▶ [Excerpted data]:
----

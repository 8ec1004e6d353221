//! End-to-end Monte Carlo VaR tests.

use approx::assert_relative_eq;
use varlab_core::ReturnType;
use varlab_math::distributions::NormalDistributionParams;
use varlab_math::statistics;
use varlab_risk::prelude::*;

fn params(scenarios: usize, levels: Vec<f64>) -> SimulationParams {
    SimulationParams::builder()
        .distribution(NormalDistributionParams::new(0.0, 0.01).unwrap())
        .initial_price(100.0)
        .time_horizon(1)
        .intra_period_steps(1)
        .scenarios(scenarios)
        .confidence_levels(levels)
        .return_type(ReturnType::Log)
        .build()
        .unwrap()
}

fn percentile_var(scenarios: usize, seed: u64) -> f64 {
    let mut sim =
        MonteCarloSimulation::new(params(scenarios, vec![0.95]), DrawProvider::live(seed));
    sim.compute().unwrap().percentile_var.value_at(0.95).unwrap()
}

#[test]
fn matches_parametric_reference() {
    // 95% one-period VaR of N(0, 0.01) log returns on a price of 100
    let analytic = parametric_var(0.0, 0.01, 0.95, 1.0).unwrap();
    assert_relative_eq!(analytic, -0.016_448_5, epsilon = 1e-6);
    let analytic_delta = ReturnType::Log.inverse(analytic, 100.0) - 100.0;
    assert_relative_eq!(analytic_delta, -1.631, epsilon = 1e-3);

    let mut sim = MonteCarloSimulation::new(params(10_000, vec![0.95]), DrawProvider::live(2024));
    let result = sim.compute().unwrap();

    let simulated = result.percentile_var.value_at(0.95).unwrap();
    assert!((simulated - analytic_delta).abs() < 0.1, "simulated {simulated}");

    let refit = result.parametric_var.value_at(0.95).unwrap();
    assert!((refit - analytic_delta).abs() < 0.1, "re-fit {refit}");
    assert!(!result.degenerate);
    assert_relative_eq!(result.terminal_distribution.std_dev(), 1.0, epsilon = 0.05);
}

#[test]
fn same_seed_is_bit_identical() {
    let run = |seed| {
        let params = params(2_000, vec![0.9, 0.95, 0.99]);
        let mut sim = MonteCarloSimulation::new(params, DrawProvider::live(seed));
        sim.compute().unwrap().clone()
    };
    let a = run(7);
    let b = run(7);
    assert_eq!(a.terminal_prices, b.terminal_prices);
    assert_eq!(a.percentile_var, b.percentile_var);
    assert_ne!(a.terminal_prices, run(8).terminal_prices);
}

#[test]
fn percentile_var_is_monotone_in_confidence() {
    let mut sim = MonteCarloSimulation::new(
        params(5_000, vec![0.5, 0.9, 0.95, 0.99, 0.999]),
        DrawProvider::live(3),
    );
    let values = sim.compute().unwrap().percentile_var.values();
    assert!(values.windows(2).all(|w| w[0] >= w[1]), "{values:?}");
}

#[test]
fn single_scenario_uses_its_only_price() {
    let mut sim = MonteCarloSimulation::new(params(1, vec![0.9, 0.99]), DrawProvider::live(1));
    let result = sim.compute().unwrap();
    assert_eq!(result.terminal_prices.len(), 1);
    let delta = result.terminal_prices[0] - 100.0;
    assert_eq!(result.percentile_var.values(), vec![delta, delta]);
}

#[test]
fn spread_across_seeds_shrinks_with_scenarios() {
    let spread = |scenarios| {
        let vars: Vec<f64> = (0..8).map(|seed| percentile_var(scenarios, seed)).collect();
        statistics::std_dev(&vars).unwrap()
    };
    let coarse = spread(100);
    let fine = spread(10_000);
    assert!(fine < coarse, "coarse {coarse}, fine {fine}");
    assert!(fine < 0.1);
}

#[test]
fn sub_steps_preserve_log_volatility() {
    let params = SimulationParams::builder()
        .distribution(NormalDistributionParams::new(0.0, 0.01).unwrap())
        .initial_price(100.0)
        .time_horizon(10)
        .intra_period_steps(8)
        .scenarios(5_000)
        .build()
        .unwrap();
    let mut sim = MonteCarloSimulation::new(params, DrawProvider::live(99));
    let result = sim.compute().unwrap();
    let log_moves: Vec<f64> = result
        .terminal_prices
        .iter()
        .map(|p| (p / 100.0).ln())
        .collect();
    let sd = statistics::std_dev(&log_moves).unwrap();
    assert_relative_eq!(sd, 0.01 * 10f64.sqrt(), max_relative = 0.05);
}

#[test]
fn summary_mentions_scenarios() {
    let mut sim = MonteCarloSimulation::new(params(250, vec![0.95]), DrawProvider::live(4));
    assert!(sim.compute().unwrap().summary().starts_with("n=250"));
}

----

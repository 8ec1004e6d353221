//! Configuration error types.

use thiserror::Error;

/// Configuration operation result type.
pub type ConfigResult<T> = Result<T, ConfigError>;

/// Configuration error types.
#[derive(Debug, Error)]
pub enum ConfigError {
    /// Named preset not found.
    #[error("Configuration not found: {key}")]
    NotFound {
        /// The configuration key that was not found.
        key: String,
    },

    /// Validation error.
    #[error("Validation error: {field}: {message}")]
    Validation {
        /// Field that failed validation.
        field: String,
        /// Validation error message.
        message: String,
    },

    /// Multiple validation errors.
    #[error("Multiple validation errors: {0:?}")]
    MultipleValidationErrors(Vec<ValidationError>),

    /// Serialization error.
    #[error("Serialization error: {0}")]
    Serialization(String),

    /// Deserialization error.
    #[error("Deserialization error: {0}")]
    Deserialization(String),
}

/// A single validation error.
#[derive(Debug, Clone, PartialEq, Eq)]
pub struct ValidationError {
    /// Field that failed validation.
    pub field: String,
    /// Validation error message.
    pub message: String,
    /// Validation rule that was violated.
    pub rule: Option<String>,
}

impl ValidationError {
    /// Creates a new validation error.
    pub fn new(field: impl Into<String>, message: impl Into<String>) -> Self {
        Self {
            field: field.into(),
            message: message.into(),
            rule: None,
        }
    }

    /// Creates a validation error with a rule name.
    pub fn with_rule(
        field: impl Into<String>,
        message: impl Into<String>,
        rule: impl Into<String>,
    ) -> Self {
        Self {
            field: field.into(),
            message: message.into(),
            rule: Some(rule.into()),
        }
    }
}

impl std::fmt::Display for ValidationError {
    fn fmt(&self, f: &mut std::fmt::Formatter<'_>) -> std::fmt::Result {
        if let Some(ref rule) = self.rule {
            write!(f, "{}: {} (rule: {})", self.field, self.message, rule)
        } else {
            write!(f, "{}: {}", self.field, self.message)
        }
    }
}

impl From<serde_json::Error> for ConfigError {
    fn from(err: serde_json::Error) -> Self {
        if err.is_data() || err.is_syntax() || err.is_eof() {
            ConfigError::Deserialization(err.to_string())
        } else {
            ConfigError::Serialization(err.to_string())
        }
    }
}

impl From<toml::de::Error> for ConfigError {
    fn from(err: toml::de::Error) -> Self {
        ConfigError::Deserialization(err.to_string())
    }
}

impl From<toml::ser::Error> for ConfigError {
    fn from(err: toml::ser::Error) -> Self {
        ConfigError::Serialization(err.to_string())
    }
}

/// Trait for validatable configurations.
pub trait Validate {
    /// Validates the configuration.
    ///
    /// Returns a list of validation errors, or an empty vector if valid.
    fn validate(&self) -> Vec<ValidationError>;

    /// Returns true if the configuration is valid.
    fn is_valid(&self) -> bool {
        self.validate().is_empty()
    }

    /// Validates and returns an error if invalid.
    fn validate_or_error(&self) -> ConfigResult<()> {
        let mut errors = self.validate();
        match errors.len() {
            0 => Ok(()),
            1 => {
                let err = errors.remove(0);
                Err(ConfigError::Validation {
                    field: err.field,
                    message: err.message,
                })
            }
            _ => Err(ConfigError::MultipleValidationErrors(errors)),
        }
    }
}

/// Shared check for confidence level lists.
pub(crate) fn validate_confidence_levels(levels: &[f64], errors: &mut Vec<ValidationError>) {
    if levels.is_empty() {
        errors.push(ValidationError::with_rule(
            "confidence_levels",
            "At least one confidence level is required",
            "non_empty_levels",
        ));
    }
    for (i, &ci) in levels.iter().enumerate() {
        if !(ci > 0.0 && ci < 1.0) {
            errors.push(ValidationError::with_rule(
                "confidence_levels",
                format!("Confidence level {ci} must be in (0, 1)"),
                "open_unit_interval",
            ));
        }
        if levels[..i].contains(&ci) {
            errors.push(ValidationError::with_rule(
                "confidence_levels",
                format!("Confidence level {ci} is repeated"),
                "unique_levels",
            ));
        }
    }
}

----

▶ [Task item]: In the records above, each line with the string "collect" should be copied.

▶ [Expected answer]:
        let vars: Vec<f64> = (0..8).map(|seed| percentile_var(scenarios, seed)).collect();
        .collect();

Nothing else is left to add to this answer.